類家心平


ジャズトランペッターとして生きていく。
僕が25歳のときの決断です。

小学校にブラスバンド部があり、10歳でトランペットと出会いました。夏にはコンクール、冬には全日本アンサンブルコンテストがあり、休み返上で猛練習する日々。小学校のクラブ活動とは思えぬ練習量で鍛えられ、中学・高校もそのままブラスバンドの強豪校へ。高校時代には「ジャズの巨人」として知られるアメリカ人トランペッター、マイルス・デイヴィス氏の音楽と出会い、一気にジャズの世界に引き込まれました。

音大でトランペットを学問として追及するよりも、ずっと現場で演奏していたい。
しかしジャズのプロ演奏家への道は狭き門です。ジャズを専門に扱う楽団があるわけでもありません。そんな中、地元・青森には海上自衛隊の大湊音楽隊があることを知り、自衛官としての収入を得ながら音楽も続けることができる音楽隊への入隊を決意。在籍期間6年、年間公演回数100日以上という実績を経て自信をつけた僕は、25歳で上京を決意。ジャズ1本で生きていくことを決めました。

上京後はアルバイトをしながらジャズ専門誌掲載のジャズバーやライブハウスに通ってジャムセッションを繰り返し、2004年、ついに念願のメジャーデビュー。プロのジャズトランペッターとして道を切り拓くことができました。

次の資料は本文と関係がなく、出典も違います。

//! Decoding of arbitrary media files into PCM WAV files.

mod command;
#[cfg(feature = "ffmpeg")]
mod native;

use std::path::Path;
use std::sync::Arc;

pub use command::{FfmpegCommand, MediaExport};
#[cfg(feature = "ffmpeg")]
pub use native::NativeDecoder;

use crate::config::Config;
use crate::task::CancellationToken;
use crate::wave::WaveFormat;
use crate::Result;

/// Converts a media file into a 16-bit PCM WAV file.
pub trait Decoder: Send + Sync {
    /// Decodes the first audio stream of `source` into a WAV file at `dest` and returns its
    /// format.
    ///
    /// If `target` is set, the audio is resampled to the target sample rate. Implementations
    /// must observe `cancel` while decoding and fail with [Error::Canceled](crate::Error::Canceled).
    fn decode(
        &self,
        source: &Path,
        dest: &Path,
        target: Option<&WaveFormat>,
        cancel: &CancellationToken,
    ) -> Result<WaveFormat>;
}

/// Builds the decoder selected by `config`.
///
/// The in-process decoder is used when [Config::native_decoder] is set and the `ffmpeg`
/// feature is enabled; otherwise the `ffmpeg` executable is run.
pub fn from_config(config: &Config) -> Result<Arc<dyn Decoder>> {
    if config.native_decoder {
        #[cfg(feature = "ffmpeg")]
        {
            return Ok(Arc::new(NativeDecoder::new()?));
        }
        #[cfg(not(feature = "ffmpeg"))]
        tracing::warn!("native decoding requires the 'ffmpeg' feature; using the ffmpeg executable");
    }

    Ok(Arc::new(
        FfmpegCommand::new(&config.ffmpeg_path).with_timeout(config.decode_timeout()),
    ))
}

// Reads back the format of a freshly decoded file.
pub(crate) fn read_format(path: &Path) -> Result<WaveFormat> {
    let reader = hound::WavReader::open(path)?;
    Ok(reader.spec().into())
}
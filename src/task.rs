use std::sync::atomic::{AtomicBool, AtomicU64, Ordering};
use std::sync::Arc;

use crate::{Error, Result};

/// Cooperative cancellation flag shared between a clip and every loop working on it.
///
/// Cloning the token shares the underlying flag, so a cancel from any clone is observed by
/// all parallel workers of the same run.
#[derive(Clone, Debug, Default)]
pub struct CancellationToken(Arc<AtomicBool>);

impl CancellationToken {
    pub fn new() -> Self {
        Self::default()
    }

    pub fn cancel(&self) {
        self.0.store(true, Ordering::SeqCst);
    }

    pub fn is_canceled(&self) -> bool {
        self.0.load(Ordering::SeqCst)
    }

    /// Returns [Error::Canceled] once the token has been canceled.
    #[inline]
    pub fn check(&self) -> Result<()> {
        if self.is_canceled() {
            Err(Error::Canceled)
        } else {
            Ok(())
        }
    }
}

/// Progress counter for the current stage of a clip.
///
/// The maximum changes between stages: while hashing it is the number of windows, while
/// matching it is the number of candidate offsets.
#[derive(Debug, Default)]
pub struct Progress {
    current: AtomicU64,
    max: AtomicU64,
}

impl Progress {
    pub fn new() -> Self {
        Self::default()
    }

    /// Starts a new stage with the given maximum and resets the counter.
    pub fn start(&self, max: u64) {
        self.max.store(max, Ordering::SeqCst);
        self.current.store(0, Ordering::SeqCst);
    }

    pub fn set(&self, current: u64) {
        self.current.store(current, Ordering::SeqCst);
    }

    /// Marks the current stage as done.
    pub fn finish(&self) {
        self.current.store(self.max.load(Ordering::SeqCst), Ordering::SeqCst);
    }

    #[inline]
    pub fn increment(&self) {
        self.current.fetch_add(1, Ordering::Relaxed);
    }

    /// Returns `(current, max)`.
    pub fn get(&self) -> (u64, u64) {
        (
            self.current.load(Ordering::SeqCst),
            self.max.load(Ordering::SeqCst),
        )
    }
}

#[cfg(test)]
mod test {
    use super::*;

    #[test]
    fn test_cancellation_is_shared() {
        let token = CancellationToken::new();
        let clone = token.clone();
        assert!(token.check().is_ok());

        clone.cancel();
        assert!(token.is_canceled());
        assert!(matches!(token.check(), Err(Error::Canceled)));
    }

    #[test]
    fn test_progress() {
        let progress = Progress::new();
        progress.start(10);
        progress.increment();
        progress.increment();
        assert_eq!(progress.get(), (2, 10));

        progress.finish();
        assert_eq!(progress.get(), (10, 10));

        progress.start(3);
        assert_eq!(progress.get(), (0, 3));
    }
}
mod data;
mod fingerprint;
mod matcher;
mod params;

pub use data::{ClipMatch, Fingerprint};
pub use fingerprint::{combine_hashes, Fingerprinter, SpectralFingerprinter};
pub use matcher::{find_best_offset, OffsetCandidate};
pub use params::{SyncParams, WindowFunction};

/// Default analysis window length, in samples.
///
/// Each window of audio produces exactly one hash. Smaller windows give finer offsets at
/// the cost of more hashes to compare:
///
/// * 128 - short files
/// * 256 - medium files
/// * 4096 - long recordings
pub const DEFAULT_WINDOW_LENGTH: usize = 256;

/// Default frequency bucket width, in FFT bins.
///
/// The first `L/2` bins of each window are split into buckets of this width and the
/// loudest bin of each bucket contributes to the hash. With `L = 256` and a step of 60
/// there are 3 buckets: 0-59, 60-119 and 120-127. Three or four buckets work best.
pub const DEFAULT_FREQ_RANGE_STEP: usize = 60;

/// Default wall-clock limit for one external decoder run.
pub const DEFAULT_DECODE_TIMEOUT: std::time::Duration = std::time::Duration::from_secs(600);

/// Extension of the per-clip JSON report written alongside each synchronized clip.
pub static REPORT_FILE_EXT: &str = "clipsync.json";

現在も月間ライブ本数は20本以上。ジャズバーやライブハウスを中心に演奏活動を続けています。リーマン・ショックやコロナ禍といった景気の影響も大きく、プロのジャズミュージシャンとしての道は試練続きです。
でも、やり続けたもの勝ち。やり続ける中でしか見えないものがたくさんある。トランペットはそれを教えてくれた大切な存在で、自分を表現するために欠かせないもの。これからもいろんな試練を楽しみながら、トランペットとともに人生を歩んでいきたい。25歳で上京したときと同じ思いを、今も抱き続けています。